- [Exercise prompt] Pull out every line from the listing that has the word "struct".

- [Source material]
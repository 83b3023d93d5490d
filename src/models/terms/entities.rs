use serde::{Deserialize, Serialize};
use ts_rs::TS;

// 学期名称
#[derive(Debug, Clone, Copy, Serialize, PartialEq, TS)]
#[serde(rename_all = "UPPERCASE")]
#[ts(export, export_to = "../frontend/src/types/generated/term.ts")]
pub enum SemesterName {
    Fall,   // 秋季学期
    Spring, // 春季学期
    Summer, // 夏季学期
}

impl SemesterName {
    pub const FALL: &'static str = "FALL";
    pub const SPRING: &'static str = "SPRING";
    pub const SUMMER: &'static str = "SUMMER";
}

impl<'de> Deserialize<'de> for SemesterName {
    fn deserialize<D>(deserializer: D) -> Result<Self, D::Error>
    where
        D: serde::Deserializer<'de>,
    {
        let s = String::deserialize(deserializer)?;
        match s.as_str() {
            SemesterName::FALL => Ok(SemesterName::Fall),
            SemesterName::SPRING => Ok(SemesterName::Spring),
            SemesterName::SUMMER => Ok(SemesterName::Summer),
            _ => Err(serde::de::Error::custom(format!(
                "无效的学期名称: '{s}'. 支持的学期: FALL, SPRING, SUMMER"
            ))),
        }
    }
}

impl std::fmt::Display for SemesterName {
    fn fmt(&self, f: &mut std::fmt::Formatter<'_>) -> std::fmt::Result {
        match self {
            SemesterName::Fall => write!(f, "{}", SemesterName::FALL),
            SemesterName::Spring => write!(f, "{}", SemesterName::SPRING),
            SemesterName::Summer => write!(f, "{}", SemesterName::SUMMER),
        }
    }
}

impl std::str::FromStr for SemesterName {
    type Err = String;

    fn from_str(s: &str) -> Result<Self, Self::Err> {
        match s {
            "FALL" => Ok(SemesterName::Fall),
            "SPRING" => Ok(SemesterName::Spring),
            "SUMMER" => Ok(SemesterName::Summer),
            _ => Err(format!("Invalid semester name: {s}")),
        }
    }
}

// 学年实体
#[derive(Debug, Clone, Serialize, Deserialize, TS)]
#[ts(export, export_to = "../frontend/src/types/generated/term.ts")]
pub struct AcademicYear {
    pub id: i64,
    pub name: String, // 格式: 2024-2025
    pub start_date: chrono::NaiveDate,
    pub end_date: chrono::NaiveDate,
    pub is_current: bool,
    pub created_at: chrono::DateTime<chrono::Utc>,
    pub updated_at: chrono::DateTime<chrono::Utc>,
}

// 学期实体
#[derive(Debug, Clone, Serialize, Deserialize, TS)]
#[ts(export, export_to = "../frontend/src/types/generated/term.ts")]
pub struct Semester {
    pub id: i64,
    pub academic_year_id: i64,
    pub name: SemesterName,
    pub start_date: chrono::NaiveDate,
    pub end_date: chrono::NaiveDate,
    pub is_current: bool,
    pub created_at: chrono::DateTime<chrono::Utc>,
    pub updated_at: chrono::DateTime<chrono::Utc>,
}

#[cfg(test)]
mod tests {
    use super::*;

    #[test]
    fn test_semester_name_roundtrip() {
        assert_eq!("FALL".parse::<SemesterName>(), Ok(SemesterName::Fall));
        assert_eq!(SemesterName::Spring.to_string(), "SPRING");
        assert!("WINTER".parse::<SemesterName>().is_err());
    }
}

- [Answer to this exercise]
pub struct AcademicYear {
pub struct Semester {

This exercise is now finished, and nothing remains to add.